Beginning at the top of the listing, repeat each line exactly until the line with "new Cloudflare provider." has been repeated too.

---

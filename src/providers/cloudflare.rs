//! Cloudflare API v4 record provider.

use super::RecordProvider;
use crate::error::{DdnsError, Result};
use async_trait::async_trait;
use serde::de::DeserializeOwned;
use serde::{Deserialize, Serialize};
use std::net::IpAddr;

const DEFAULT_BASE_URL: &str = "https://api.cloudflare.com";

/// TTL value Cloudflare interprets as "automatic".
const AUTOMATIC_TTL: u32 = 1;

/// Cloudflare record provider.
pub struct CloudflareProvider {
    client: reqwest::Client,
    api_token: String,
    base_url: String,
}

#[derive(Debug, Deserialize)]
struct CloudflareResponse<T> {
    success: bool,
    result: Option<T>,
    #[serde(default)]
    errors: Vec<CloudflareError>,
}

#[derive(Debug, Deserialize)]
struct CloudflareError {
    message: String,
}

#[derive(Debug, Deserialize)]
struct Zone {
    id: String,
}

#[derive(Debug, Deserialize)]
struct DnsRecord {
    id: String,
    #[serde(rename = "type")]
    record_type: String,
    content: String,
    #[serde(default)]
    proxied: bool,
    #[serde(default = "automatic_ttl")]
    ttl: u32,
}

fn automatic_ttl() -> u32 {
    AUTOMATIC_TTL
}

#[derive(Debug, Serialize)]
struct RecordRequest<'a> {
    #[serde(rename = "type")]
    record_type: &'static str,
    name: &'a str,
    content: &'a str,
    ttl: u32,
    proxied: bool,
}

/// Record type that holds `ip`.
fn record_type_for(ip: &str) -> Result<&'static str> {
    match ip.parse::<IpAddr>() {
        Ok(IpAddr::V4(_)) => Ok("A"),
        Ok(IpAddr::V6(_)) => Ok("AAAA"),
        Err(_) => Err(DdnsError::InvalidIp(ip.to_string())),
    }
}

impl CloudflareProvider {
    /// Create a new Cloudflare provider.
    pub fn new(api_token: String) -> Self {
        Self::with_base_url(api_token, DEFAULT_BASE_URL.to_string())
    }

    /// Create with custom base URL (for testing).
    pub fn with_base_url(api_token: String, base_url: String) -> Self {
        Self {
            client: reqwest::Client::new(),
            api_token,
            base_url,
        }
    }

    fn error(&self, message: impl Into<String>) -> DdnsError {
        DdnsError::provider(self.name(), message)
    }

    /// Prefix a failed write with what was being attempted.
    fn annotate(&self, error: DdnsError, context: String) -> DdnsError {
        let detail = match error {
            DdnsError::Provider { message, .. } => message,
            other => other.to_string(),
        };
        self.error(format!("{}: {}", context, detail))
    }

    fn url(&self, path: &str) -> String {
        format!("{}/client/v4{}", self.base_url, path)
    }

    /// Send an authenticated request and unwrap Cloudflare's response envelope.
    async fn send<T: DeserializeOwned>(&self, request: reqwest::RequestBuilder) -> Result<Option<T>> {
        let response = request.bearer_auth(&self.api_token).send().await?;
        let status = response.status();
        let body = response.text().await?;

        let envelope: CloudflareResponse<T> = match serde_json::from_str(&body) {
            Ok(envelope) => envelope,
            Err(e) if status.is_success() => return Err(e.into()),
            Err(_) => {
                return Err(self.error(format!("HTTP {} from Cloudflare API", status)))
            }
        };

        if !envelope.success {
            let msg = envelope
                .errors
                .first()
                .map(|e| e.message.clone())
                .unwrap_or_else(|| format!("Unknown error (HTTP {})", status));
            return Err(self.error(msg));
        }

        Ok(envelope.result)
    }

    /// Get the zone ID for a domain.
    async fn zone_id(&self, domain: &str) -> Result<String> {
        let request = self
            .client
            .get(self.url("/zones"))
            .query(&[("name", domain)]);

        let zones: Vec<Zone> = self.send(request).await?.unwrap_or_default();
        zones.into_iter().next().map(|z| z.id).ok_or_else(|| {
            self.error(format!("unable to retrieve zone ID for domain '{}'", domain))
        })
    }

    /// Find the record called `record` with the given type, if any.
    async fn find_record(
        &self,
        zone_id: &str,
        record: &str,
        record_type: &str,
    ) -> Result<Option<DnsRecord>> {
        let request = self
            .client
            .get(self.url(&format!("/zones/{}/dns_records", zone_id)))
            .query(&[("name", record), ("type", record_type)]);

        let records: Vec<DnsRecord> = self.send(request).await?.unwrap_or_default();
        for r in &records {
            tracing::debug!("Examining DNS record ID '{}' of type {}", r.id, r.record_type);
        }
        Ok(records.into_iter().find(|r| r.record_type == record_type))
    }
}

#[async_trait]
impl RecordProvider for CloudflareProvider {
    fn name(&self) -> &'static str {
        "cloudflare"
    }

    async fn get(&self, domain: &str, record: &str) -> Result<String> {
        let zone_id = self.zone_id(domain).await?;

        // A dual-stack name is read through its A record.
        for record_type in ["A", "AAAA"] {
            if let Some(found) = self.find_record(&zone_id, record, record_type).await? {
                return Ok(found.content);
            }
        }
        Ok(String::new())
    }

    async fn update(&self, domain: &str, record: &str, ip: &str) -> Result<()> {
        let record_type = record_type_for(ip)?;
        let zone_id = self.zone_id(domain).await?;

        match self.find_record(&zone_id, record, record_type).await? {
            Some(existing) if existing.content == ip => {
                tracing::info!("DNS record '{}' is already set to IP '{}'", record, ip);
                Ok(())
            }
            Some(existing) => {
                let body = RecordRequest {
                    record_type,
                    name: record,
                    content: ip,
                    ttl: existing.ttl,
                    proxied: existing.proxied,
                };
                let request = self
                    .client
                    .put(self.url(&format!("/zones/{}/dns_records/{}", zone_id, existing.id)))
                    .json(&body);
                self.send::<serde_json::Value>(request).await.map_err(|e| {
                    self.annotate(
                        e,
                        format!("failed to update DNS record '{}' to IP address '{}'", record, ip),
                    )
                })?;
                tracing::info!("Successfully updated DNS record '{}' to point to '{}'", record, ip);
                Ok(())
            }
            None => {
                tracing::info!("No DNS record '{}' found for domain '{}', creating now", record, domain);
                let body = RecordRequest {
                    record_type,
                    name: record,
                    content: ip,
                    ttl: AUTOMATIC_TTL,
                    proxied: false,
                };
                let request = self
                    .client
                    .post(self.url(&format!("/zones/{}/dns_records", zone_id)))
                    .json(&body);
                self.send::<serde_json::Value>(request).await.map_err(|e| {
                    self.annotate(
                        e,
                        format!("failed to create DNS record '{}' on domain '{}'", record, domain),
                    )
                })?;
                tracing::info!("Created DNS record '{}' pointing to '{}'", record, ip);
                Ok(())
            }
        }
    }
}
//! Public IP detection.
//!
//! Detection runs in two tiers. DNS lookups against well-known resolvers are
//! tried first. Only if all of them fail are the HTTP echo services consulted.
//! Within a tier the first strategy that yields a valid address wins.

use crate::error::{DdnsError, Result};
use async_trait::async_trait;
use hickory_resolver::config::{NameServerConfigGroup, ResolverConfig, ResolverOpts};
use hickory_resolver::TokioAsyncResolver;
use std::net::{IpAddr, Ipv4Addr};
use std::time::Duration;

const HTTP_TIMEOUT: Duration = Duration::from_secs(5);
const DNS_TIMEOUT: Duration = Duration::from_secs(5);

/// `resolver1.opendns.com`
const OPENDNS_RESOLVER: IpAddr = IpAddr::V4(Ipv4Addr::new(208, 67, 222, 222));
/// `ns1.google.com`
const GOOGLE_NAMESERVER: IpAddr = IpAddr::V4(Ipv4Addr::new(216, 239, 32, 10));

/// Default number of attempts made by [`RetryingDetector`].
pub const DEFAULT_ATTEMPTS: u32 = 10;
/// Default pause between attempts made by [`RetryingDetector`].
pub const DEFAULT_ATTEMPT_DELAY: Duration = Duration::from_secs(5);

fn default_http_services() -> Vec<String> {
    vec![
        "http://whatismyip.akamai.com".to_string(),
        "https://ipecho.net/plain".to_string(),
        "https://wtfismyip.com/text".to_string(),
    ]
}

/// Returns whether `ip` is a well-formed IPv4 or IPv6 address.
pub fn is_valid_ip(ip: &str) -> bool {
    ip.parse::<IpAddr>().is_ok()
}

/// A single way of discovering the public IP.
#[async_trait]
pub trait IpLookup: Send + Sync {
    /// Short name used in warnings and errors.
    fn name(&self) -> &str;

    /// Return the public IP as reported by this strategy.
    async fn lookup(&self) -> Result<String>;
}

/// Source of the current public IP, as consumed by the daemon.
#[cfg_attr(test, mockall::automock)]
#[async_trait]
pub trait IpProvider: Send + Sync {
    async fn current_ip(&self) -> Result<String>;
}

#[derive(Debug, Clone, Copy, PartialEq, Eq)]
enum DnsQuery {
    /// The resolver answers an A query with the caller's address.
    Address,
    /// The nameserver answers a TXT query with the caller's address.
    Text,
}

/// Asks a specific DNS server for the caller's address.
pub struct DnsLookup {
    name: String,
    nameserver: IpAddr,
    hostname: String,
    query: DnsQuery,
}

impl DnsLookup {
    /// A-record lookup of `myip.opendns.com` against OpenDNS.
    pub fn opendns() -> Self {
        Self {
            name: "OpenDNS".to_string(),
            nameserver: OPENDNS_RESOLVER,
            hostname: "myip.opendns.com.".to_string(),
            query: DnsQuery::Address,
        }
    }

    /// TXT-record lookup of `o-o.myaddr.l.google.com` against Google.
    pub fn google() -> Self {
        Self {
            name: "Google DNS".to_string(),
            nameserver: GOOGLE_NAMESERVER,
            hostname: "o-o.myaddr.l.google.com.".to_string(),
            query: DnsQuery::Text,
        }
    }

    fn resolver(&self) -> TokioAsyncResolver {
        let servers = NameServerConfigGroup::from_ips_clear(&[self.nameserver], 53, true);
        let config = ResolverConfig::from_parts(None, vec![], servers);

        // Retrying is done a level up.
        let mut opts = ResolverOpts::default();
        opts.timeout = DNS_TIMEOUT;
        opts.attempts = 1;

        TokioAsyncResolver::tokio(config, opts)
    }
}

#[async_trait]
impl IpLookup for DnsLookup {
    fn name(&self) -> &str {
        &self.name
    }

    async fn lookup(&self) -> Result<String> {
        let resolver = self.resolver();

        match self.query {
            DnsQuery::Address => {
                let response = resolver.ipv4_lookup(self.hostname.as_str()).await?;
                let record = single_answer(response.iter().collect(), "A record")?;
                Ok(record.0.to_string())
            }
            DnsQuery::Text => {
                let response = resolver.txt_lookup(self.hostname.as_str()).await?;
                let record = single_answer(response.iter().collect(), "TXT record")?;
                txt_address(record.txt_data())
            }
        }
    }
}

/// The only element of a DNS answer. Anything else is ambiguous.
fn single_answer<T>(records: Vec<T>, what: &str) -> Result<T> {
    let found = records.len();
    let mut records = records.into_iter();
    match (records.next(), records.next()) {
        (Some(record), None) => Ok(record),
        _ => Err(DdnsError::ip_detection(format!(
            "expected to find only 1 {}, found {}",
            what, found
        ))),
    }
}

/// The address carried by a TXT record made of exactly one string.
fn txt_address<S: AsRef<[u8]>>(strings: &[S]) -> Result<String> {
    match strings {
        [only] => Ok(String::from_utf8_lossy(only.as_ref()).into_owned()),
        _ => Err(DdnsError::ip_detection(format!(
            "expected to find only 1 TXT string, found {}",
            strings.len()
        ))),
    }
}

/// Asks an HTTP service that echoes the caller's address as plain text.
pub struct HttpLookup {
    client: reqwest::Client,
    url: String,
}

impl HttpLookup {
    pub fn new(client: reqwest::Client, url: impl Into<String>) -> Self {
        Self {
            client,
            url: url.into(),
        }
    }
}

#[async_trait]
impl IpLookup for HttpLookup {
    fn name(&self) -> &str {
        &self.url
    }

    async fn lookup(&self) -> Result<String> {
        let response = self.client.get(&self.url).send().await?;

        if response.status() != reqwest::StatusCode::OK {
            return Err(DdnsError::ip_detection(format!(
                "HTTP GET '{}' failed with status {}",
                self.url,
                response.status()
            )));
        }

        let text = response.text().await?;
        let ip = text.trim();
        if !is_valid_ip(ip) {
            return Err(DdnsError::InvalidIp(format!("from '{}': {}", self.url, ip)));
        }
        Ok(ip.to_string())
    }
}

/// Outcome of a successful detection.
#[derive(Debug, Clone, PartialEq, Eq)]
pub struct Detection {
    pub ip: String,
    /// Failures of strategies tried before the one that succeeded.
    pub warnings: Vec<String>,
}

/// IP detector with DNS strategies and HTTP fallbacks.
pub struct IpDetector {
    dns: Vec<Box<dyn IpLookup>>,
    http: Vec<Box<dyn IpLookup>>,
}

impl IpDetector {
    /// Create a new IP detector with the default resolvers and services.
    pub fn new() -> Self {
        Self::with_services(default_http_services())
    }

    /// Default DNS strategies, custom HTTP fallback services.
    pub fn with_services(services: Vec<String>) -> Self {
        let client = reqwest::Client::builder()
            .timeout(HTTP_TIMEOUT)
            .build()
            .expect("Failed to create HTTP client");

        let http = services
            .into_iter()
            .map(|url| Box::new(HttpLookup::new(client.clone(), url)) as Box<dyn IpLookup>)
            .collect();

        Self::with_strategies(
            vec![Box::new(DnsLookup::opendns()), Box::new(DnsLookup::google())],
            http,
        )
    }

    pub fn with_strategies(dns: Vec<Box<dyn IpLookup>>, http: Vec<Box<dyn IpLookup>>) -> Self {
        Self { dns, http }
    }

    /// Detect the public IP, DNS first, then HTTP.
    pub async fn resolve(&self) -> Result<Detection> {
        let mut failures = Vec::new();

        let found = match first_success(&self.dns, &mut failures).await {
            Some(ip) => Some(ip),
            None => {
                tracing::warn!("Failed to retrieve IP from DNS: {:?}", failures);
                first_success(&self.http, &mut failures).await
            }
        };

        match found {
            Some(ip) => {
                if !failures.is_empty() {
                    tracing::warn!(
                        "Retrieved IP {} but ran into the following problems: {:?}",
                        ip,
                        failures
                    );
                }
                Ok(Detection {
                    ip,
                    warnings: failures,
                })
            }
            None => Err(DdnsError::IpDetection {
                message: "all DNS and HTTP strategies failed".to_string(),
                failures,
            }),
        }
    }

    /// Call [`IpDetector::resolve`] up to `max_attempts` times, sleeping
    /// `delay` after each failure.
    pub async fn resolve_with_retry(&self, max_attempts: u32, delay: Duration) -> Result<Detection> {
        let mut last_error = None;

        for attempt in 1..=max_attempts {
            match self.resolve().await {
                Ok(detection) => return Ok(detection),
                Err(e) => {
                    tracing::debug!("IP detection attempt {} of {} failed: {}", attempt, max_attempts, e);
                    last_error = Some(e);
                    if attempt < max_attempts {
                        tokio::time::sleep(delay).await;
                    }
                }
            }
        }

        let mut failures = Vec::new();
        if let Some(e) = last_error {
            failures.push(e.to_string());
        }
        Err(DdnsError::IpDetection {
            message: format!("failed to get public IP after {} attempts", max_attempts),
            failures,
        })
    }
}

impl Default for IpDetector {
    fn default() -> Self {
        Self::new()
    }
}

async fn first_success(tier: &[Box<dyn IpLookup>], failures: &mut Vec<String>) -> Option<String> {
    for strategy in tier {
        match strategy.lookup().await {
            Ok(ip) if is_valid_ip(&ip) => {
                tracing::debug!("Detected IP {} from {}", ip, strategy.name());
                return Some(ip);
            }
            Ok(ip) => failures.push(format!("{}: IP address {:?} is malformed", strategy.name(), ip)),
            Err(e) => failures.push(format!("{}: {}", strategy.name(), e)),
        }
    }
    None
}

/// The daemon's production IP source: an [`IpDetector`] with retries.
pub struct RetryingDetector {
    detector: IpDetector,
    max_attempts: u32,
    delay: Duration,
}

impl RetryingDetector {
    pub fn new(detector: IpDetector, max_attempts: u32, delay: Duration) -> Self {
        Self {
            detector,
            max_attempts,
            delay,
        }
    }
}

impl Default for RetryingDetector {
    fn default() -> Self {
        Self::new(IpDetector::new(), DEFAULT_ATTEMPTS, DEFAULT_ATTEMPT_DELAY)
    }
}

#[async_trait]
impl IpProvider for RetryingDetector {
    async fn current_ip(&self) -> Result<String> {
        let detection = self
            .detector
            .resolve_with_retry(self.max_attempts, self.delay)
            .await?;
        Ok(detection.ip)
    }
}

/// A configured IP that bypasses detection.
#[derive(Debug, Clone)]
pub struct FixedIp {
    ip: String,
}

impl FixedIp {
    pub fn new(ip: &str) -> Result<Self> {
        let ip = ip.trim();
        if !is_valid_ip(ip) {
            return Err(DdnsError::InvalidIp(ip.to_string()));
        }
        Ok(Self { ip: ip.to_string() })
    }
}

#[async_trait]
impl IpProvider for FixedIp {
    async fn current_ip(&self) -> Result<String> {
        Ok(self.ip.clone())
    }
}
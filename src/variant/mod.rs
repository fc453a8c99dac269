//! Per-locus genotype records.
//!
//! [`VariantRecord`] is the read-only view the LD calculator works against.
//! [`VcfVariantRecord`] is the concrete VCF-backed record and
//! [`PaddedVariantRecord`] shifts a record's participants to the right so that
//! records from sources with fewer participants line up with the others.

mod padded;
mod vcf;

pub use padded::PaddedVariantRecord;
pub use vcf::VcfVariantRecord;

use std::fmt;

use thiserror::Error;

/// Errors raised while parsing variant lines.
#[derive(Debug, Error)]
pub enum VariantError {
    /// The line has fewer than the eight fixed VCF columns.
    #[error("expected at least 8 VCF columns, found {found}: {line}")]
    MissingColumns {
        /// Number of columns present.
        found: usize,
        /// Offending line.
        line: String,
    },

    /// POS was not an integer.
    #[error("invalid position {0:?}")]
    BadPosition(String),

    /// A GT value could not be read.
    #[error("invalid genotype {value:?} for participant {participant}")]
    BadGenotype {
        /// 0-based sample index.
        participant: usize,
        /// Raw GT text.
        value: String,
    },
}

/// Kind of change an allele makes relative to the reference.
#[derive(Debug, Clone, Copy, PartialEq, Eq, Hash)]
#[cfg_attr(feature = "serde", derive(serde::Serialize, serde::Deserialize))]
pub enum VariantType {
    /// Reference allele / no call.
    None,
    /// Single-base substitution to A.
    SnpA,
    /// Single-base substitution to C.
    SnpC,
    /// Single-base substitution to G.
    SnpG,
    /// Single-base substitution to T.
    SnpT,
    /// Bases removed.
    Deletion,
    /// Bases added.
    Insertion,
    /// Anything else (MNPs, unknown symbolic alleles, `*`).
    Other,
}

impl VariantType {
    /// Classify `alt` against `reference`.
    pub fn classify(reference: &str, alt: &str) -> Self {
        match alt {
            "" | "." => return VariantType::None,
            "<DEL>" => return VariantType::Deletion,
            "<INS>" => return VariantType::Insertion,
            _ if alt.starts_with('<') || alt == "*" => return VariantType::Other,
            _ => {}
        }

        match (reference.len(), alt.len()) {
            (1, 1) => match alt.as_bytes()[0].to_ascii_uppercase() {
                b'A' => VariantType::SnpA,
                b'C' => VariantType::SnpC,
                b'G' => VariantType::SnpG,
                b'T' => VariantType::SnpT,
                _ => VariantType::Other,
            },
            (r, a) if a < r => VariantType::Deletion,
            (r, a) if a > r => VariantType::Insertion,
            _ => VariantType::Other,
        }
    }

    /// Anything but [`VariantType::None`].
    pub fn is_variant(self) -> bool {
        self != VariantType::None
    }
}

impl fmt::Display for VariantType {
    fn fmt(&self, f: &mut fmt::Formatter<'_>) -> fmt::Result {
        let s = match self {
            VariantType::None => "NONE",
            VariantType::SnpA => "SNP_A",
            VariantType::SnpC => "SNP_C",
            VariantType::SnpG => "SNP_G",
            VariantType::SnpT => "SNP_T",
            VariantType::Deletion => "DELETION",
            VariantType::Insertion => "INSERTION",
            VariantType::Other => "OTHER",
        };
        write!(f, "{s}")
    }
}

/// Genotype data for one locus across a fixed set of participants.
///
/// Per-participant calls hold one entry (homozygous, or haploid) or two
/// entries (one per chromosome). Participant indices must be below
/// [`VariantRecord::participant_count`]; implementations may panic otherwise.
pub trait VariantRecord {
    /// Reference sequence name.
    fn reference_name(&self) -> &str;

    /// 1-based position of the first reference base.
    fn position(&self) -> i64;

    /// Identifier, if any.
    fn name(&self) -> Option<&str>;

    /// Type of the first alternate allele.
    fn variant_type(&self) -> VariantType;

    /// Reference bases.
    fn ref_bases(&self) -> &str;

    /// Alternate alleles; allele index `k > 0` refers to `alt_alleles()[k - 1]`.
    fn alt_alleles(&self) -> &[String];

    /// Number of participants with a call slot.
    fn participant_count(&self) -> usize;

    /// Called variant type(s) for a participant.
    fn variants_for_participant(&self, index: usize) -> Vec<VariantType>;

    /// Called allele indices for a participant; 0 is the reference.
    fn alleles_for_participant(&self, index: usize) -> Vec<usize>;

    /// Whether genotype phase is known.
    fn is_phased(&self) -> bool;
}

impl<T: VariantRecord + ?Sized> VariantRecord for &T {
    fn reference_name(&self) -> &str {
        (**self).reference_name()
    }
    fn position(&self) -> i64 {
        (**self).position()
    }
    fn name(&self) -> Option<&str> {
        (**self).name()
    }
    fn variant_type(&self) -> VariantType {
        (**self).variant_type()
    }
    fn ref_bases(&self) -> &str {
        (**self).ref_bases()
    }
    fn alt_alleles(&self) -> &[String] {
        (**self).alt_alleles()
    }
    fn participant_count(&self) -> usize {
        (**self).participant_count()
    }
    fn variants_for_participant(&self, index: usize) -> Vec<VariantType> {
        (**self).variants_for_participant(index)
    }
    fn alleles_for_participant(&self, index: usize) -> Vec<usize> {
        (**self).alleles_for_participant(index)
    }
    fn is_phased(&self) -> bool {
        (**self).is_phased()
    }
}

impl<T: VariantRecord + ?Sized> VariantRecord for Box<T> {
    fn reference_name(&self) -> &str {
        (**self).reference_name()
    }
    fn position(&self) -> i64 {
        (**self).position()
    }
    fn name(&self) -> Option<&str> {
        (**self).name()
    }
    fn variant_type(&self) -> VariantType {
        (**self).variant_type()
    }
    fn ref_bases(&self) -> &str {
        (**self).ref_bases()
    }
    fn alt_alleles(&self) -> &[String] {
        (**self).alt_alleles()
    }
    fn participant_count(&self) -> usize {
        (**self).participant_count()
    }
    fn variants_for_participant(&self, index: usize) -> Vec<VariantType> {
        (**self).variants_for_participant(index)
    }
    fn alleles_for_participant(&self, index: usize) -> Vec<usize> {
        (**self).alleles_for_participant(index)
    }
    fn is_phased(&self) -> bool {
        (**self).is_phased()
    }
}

---

## Answer for the task
filename src/providers/cloudflare.rs
//! Cloudflare API v4 record provider.

use super::RecordProvider;
use crate::error::{DdnsError, Result};
use async_trait::async_trait;
use serde::de::DeserializeOwned;
use serde::{Deserialize, Serialize};
use std::net::IpAddr;

const DEFAULT_BASE_URL: &str = "https://api.cloudflare.com";

/// TTL value Cloudflare interprets as "automatic".
const AUTOMATIC_TTL: u32 = 1;

/// Cloudflare record provider.
pub struct CloudflareProvider {
    client: reqwest::Client,
    api_token: String,
    base_url: String,
}

#[derive(Debug, Deserialize)]
struct CloudflareResponse<T> {
    success: bool,
    result: Option<T>,
    #[serde(default)]
    errors: Vec<CloudflareError>,
}

#[derive(Debug, Deserialize)]
struct CloudflareError {
    message: String,
}

#[derive(Debug, Deserialize)]
struct Zone {
    id: String,
}

#[derive(Debug, Deserialize)]
struct DnsRecord {
    id: String,
    #[serde(rename = "type")]
    record_type: String,
    content: String,
    #[serde(default)]
    proxied: bool,
    #[serde(default = "automatic_ttl")]
    ttl: u32,
}

fn automatic_ttl() -> u32 {
    AUTOMATIC_TTL
}

#[derive(Debug, Serialize)]
struct RecordRequest<'a> {
    #[serde(rename = "type")]
    record_type: &'static str,
    name: &'a str,
    content: &'a str,
    ttl: u32,
    proxied: bool,
}

/// Record type that holds `ip`.
fn record_type_for(ip: &str) -> Result<&'static str> {
    match ip.parse::<IpAddr>() {
        Ok(IpAddr::V4(_)) => Ok("A"),
        Ok(IpAddr::V6(_)) => Ok("AAAA"),
        Err(_) => Err(DdnsError::InvalidIp(ip.to_string())),
    }
}

impl CloudflareProvider {
    /// Create a new Cloudflare provider.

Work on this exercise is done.